In previous and on-going programs to address e-Access challenges, a lot of attention has been paid to the issue of travel and mobility. In the Braillenet meeting held in Paris in early 2011, experts from companies such as the French SNCF spoke about the challenge of e-accessibility of web-sites. The discussion was rich and raised many issues related to the compliance of websites with appropriate e-Access legislation. There is a lot of work to be done and the challenge is being addressed with a good will, in a serious and systematic way. However there is a bigger issue. If someone who is blind has difficulty reading or as a foreign visitor has difficulty understanding the language, the availability of a well-designed highly accessible website will enable that person to find out routes and timetables and plan their travel, but many more obstacles remain to be overcome before they can complete a journey.

In particular they may have to find their way to the station or airport. Once there, they may have to find the right platform. How difficult it is even for non-disabled people to read the big screens at airports and major rain-stations. How much harder it must be when someone does not even know if and where they are. Once one has found the platform, there are further challenges. Knowing which of the two trains on the same platform is the correct one. Easy if you can read the sign on the side, or ask a conductor having a coffee over 50 meters away. Finding the right carriage and then the right seat also remain challenges. Of course other people are often willing to help, but less so during rush hour, or when a train changes track to arrive on a totally different platform. Much of the effort spent providing good e-access compliant websites will be for nothing if the rest of the system has not also been put in place.

Those responsible for fixing the website to ensure its compliance will not normally see the larger e-access picture. Even if they do, it will most likely lie beyond their ability to address it. This is a typical system level problem and though everyone may do what is required of them, it will never be enough and the original problem will remain.

In the case of mobility and transport, the issue is not just what happens at the train station. It starts at home. There is a mobility and transport challenge at home, in the building, in the neighbourhood as far as the metro, in the metro, on the side walk from the metro through car-parks and tunnels to the station itself, and more of the same on the other side. Until all of this is navigable by someone with a disability, society cannot consider that it enables all citizens to enjoy independent living.

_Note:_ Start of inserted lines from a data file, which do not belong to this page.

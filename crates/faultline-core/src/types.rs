//! Shared type aliases for datetime handling
//!
//! All timestamps in Faultline are stored and compared in UTC. Entities use
//! `DBDateTime` for persisted columns and services use `UtcDateTime` for
//! in-flight values; both resolve to the same chrono type.

use chrono::{DateTime as ChronoDateTime, Utc};

/// Datetime type for database columns.
pub type DBDateTime = ChronoDateTime<Utc>;

/// Standard datetime type for use across all crates.
pub type UtcDateTime = ChronoDateTime<Utc>;
//! Faultline CLI - single entrypoint for the ingestion server and tooling.

mod commands;

use clap::{Parser, Subcommand};
use commands::{SampleCommand, ServeCommand};
use tracing_subscriber::{layer::SubscriberExt, Layer};

#[derive(Parser)]
#[command(author, version, about, long_about = None)]
struct Cli {
    /// Log level (trace, debug, info, warn, error)
    #[arg(long, default_value = "info", env = "FAULTLINE_LOG_LEVEL", global = true)]
    log_level: String,

    /// Log format: compact, full
    #[arg(
        long,
        default_value = "compact",
        env = "FAULTLINE_LOG_FORMAT",
        global = true
    )]
    log_format: String,

    #[command(subcommand)]
    command: Commands,
}

#[derive(Subcommand)]
enum Commands {
    /// Start the ingestion HTTP server and background workers
    Serve(ServeCommand),
    /// Build and print a sampled corpus for a set of issues
    Sample(SampleCommand),
}

fn main() -> anyhow::Result<()> {
    let cli = Cli::parse();

    let log_level = cli.log_level.clone();

    // If RUST_LOG is set, use it directly; otherwise use our default filter
    // with all faultline crates at the chosen level and noisy dependencies
    // kept at warn
    let filter = if std::env::var("RUST_LOG").is_ok() {
        tracing_subscriber::EnvFilter::try_from_default_env()
            .expect("Invalid RUST_LOG environment variable")
    } else {
        tracing_subscriber::EnvFilter::new(format!(
            "faultline_cli={level},\
             faultline_core={level},\
             faultline_entities={level},\
             faultline_migrations={level},\
             faultline_database={level},\
             faultline_queue={level},\
             faultline_ingest={level},\
             faultline_sampler={level},\
             sqlx=warn,\
             sea_orm=warn,\
             h2=warn,\
             tower=warn,\
             hyper=warn,\
             rustls=warn",
            level = log_level
        ))
    };

    let fmt_layer = match cli.log_format.as_str() {
        "full" => tracing_subscriber::fmt::layer()
            .with_target(true)
            .with_thread_ids(false)
            .with_thread_names(false)
            .boxed(),
        _ => tracing_subscriber::fmt::layer()
            .compact()
            .with_target(false)
            .with_thread_ids(false)
            .with_thread_names(false)
            .boxed(),
    };

    let subscriber = tracing_subscriber::registry().with(filter).with(fmt_layer);
    tracing::subscriber::set_global_default(subscriber)
        .expect("Failed to set global default subscriber");

    match cli.command {
        Commands::Serve(serve_cmd) => serve_cmd.execute(),
        Commands::Sample(sample_cmd) => sample_cmd.execute(),
    }
}
//! Blocking writes to the serial console and the error type for the
//! control task's I/O path.

use core::{convert::Infallible, fmt};

use embedded_hal::serial::Write;
use stm32f0xx_hal::serial;

/// Errors surfaced by the status-reporting path.
#[derive(Debug)]
pub enum Error {
    /// USART transmit failed.
    Serial(serial::Error),
    /// A status line did not fit its stack buffer.
    Format,
}

impl Error {
    pub const fn as_str(&self) -> &'static str {
        match self {
            Self::Serial(_) => "usart write failed",
            Self::Format => "status line overflow",
        }
    }
}

impl From<serial::Error> for Error {
    fn from(err: serial::Error) -> Self {
        Self::Serial(err)
    }
}

impl From<fmt::Error> for Error {
    fn from(_: fmt::Error) -> Self {
        Self::Format
    }
}

impl From<Infallible> for Error {
    fn from(err: Infallible) -> Self {
        match err {}
    }
}

/// Write a string to the console, blocking until it drains.
pub fn write_str<W>(serial: &mut W, text: &str) -> Result<(), Error>
where
    W: Write<u8>,
    Error: From<W::Error>,
{
    for &byte in text.as_bytes() {
        nb::block!(serial.write(byte))?;
    }
    Ok(())
}

/// Log label for a receive-side USART error.
pub fn rx_error_str(err: &serial::Error) -> &'static str {
    match err {
        serial::Error::Framing => "framing",
        serial::Error::Noise => "noise",
        serial::Error::Overrun => "overrun",
        serial::Error::Parity => "parity",
        _ => "unknown",
    }
}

The example demonstrates that systems, solutions, applications and services should see the bigger picture when developed in order to allow integration, cooperation and interoperability. This way the road to a complete solution such as in the example described could be easier to achieve.

There is a need to address system level issues that start by supporting projects whose aim is to raise awareness of the importance of providing complete solutions, what they might look like and what kind of partnerships would be needed to provide them.